Re: CATALYST rule join

2018-02-27 Thread Yong Zhang
Not fully understand your question, but maybe you want check out this JIRA 
https://issues.apache.org/jira/browse/SPARK-17728, especially in the comments 
area. There are some discussion about the logic why UDF could be executed multi 
times by Spark.

Yong


From: tan shai <tan.shai...@gmail.com>
Sent: Tuesday, February 27, 2018 4:19 AM
To: user@spark.apache.org
Subject: Re: CATALYST rule join

Hi,

I need to write a rule to customize the join function using Spark Catalyst 
optimizer. The objective to duplicate the second dataset using this process:

- Execute a udf on the column called x, this udf returns an array

- Execute an explode function on the new column

Using SQL terms, my objective is to execute this query on the second table :

SELECT EXPLODE(foo(x)) from table2

Where `foo` is is a udf that return an array of elements.

I have this rule:

case class JoinRule(spark: SparkSession) extends Rule[LogicalPlan] {

override def apply(plan: LogicalPlan): LogicalPlan = plan transform {

case join@Join(left, right, _, Some(condition)) =>

{

val attr = right.outputSet.find(x => x.toString().contains("x"))

val udf = ScalaUDF((x: Long) => x +: f(ipix), ArrayType(LongType), 
Seq(attr.last.toAttribute))

val explode = Explode(udf)

val resolvedGenerator = Generate(explode, true,false, qualifier = None, 
udf.references.toSeq, right)

var newRight = Project(resolvedGenerator.output,resolvedGenerator)

Join(left, newRight , Inner,Option(condition))

}
  }
}

But the problem is that the operation `Generate explode` appears many times in 
the physical plan.


Do you have any other ideas ? Maybe rewriting the code.

Thank you


2018-02-25 23:08 GMT+01:00 tan shai 
<tan.shai...@gmail.com<mailto:tan.shai...@gmail.com>>:
Hi,

I need to write a rule to customize the join function using Spark Catalyst 
optimizer. The objective to duplicate the second dataset using this process:

- Execute a udf on the column called x, this udf returns an array

- Execute an explode function on the new column

Using SQL terms, my objective is to execute this query on the second table :

SELECT EXPLODE(foo(x)) from table2

Where `foo` is is a udf that return an array of elements.

I have this rule:

case class JoinRule(spark: SparkSession) extends Rule[LogicalPlan] {

override def apply(plan: LogicalPlan): LogicalPlan = plan transform {

case join@Join(left, right, _, Some(condition)) =>

{

val attr = right.outputSet.find(x => x.toString().contains("x"))

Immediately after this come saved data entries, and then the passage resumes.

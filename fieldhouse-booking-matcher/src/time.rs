//! Normalization of free-form booking times ("7pm", "7:00", "19:00") into a
//! comparable 24-hour representation plus the display strings the booking
//! site renders on its slot buttons.

use core::fmt;

use serde::{Deserialize, Serialize};

/// Start-of-day/afternoon marker as rendered on slot buttons.
#[derive(Debug, Clone, Copy, PartialEq, Eq, Serialize, Deserialize)]
#[serde(rename_all = "lowercase")]
pub enum Meridiem {
    Am,
    Pm,
}

impl fmt::Display for Meridiem {
    fn fmt(&self, f: &mut fmt::Formatter<'_>) -> fmt::Result {
        match self {
            Self::Am => f.write_str("am"),
            Self::Pm => f.write_str("pm"),
        }
    }
}

/// A parsed booking time together with the one-hour-later end boundary.
/// Bookable slots are always exactly one hour long.
#[derive(Debug, Clone, Copy, PartialEq, Eq, Serialize, Deserialize)]
pub struct NormalizedTime {
    pub hour24: u32,
    pub minute: u32,
    pub hour12: u32,
    pub meridiem: Meridiem,
    pub next_hour12: u32,
    pub next_meridiem: Meridiem,
}

impl NormalizedTime {
    /// Parses a free-form time string.
    ///
    /// Accepts "7pm", "7:00pm", "7:00 p.m.", "19:00" and the like. AM/PM
    /// markers are detected by substring; with neither marker present, hours
    /// below 12 are read as morning and the rest as afternoon (this only
    /// affects the display strings since the numeric value is kept as-is).
    /// Unparseable input degrades to 0:00 rather than failing; such a time
    /// will simply never match a real slot label.
    #[must_use]
    pub fn parse(raw: &str) -> Self {
        let clean = raw.trim().to_lowercase();

        let mut am = ["a.m.", "a.m", "am"].iter().any(|m| clean.contains(m));
        let mut pm = ["p.m.", "p.m", "pm"].iter().any(|m| clean.contains(m));

        let core: String = clean
            .chars()
            .filter(|c| c.is_ascii_digit() || *c == ':')
            .collect();

        let (hour_raw, minute) = match core.split_once(':') {
            Some((h, m)) => (h.parse().unwrap_or(0), m.parse().unwrap_or(0)),
            None => (core.parse::<u32>().unwrap_or(0), 0),
        };

        let mut hour24 = hour_raw;
        if pm && hour24 < 12 {
            hour24 += 12;
        } else if am && hour24 == 12 {
            hour24 = 0;
        } else if !am && !pm {
            if hour24 < 12 {
                am = true;
            } else {
                pm = true;
            }
        }
        hour24 %= 24;

        let meridiem = if am || (hour24 < 12 && !pm) {
            Meridiem::Am
        } else {
            Meridiem::Pm
        };

        let next_hour24 = (hour24 + 1) % 24;
        let next_meridiem = if next_hour24 < 12 {
            Meridiem::Am
        } else {
            Meridiem::Pm
        };

        Self {
            hour24,
            minute,
            hour12: to_display_hour(hour24),
            meridiem,
            next_hour12: to_display_hour(next_hour24),
            next_meridiem,
        }
    }

    /// Candidate display strings for substring matching against slot labels,
    /// most specific first. The ordering is a correctness requirement: the
    /// looser templates at the tail can hit slot labels that merely start
    /// with the same hour, so a match is always taken from the earliest
    /// template that fires.
    #[must_use]
    pub fn templates(&self) -> Vec<String> {
        let Self {
            minute: mm,
            hour12: h,
            meridiem: ap,
            next_hour12: nh,
            next_meridiem: nap,
            ..
        } = *self;
        vec![
            format!("{h}:00 {ap} - {nh}:00 {nap}"),
            format!("{h}:{mm:02} {ap} - {nh}:{mm:02} {nap}"),
            format!(" {h}:00 {ap} - {nh}:00 {nap}"),
            format!(" {h}:00 {ap} -  {nh}:00 {nap}"),
            format!("{h}:{mm:02} {ap}"),
            format!("{h} {ap}"),
        ]
    }
}

const fn to_display_hour(hour24: u32) -> u32 {
    let h = hour24 % 12;
    if h == 0 {
        12
    } else {
        h
    }
}

#[cfg(test)]
mod tests {
    use super::*;

    #[test]
    fn evening_formats_agree() {
        for raw in ["7pm", "7:00pm", "19:00", " 7 PM ", "7 p.m."] {
            let t = NormalizedTime::parse(raw);
            assert_eq!((t.hour24, t.minute), (19, 0), "input {raw:?}");
            assert_eq!(t.meridiem, Meridiem::Pm);
        }
    }

    #[test]
    fn midnight_and_noon() {
        assert_eq!(NormalizedTime::parse("12am").hour24, 0);
        assert_eq!(NormalizedTime::parse("12pm").hour24, 12);
        assert_eq!(NormalizedTime::parse("12:30 a.m.").minute, 30);
    }

    #[test]
    fn bare_hours_infer_meridiem_for_display_only() {
        let morning = NormalizedTime::parse("9");
        assert_eq!(morning.hour24, 9);
        assert_eq!(morning.meridiem, Meridiem::Am);

        let evening = NormalizedTime::parse("19");
        assert_eq!(evening.hour24, 19);
        assert_eq!(evening.meridiem, Meridiem::Pm);
    }

    #[test]
    fn most_specific_template_is_the_full_range() {
        let t = NormalizedTime::parse("7pm");
        assert_eq!(t.templates()[0], "7:00 pm - 8:00 pm");
    }

    #[test]
    fn template_order_runs_specific_to_loose() {
        let t = NormalizedTime::parse("7:30pm");
        assert_eq!(
            t.templates(),
            vec![
                "7:00 pm - 8:00 pm".to_owned(),
                "7:30 pm - 8:30 pm".to_owned(),
                " 7:00 pm - 8:00 pm".to_owned(),
                " 7:00 pm -  8:00 pm".to_owned(),
                "7:30 pm".to_owned(),
                "7 pm".to_owned(),
            ]
        );
    }

    #[test]
    fn late_slot_wraps_into_the_next_morning() {
        let t = NormalizedTime::parse("11pm");
        assert_eq!(t.hour24, 23);
        assert_eq!(t.next_hour12, 12);
        assert_eq!(t.next_meridiem, Meridiem::Am);
        assert_eq!(t.templates()[0], "11:00 pm - 12:00 am");
    }

    #[test]
    fn garbage_degrades_to_midnight() {
        let t = NormalizedTime::parse("whenever");
        assert_eq!((t.hour24, t.minute), (0, 0));
        assert_eq!(t.hour12, 12);
    }
}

val udf = ScalaUDF((x: Long) => x +: f(ipix), ArrayType(LongType), 
Seq(attr.last.toAttribute))

val explode = Explode(udf)

val resolvedGenerator = Generate(explode, true,false, qualifier = None, 
udf.references.toSeq, right)

var newRight = Project(resolvedGenerator.output,resolvedGenerator)

Join(left, newRight , Inner,Option(condition))

}
  }
}

But the problem is that the operation `Generate explode` appears many times in 
the physical plan.


Do you have any other ideas ? Maybe rewriting the code.

Thank you.




Re: CATALYST rule join

2018-02-27 Thread tan shai
 Hi,

I need to write a rule to customize the join function using Spark Catalyst
optimizer. The objective to duplicate the second dataset using this
process:

- Execute a udf on the column called x, this udf returns an array

- Execute an explode function on the new column

Using SQL terms, my objective is to execute this query on the second table :

SELECT EXPLODE(foo(x)) from table2

Where `foo` is is a udf that return an array of elements.

I have this rule:

case class JoinRule(spark: SparkSession) extends Rule[LogicalPlan] {

override def apply(plan: LogicalPlan): LogicalPlan = plan transform {

case join@Join(left, right, _, Some(condition)) =>

{

val attr = right.outputSet.find(x => x.toString().contains("x"))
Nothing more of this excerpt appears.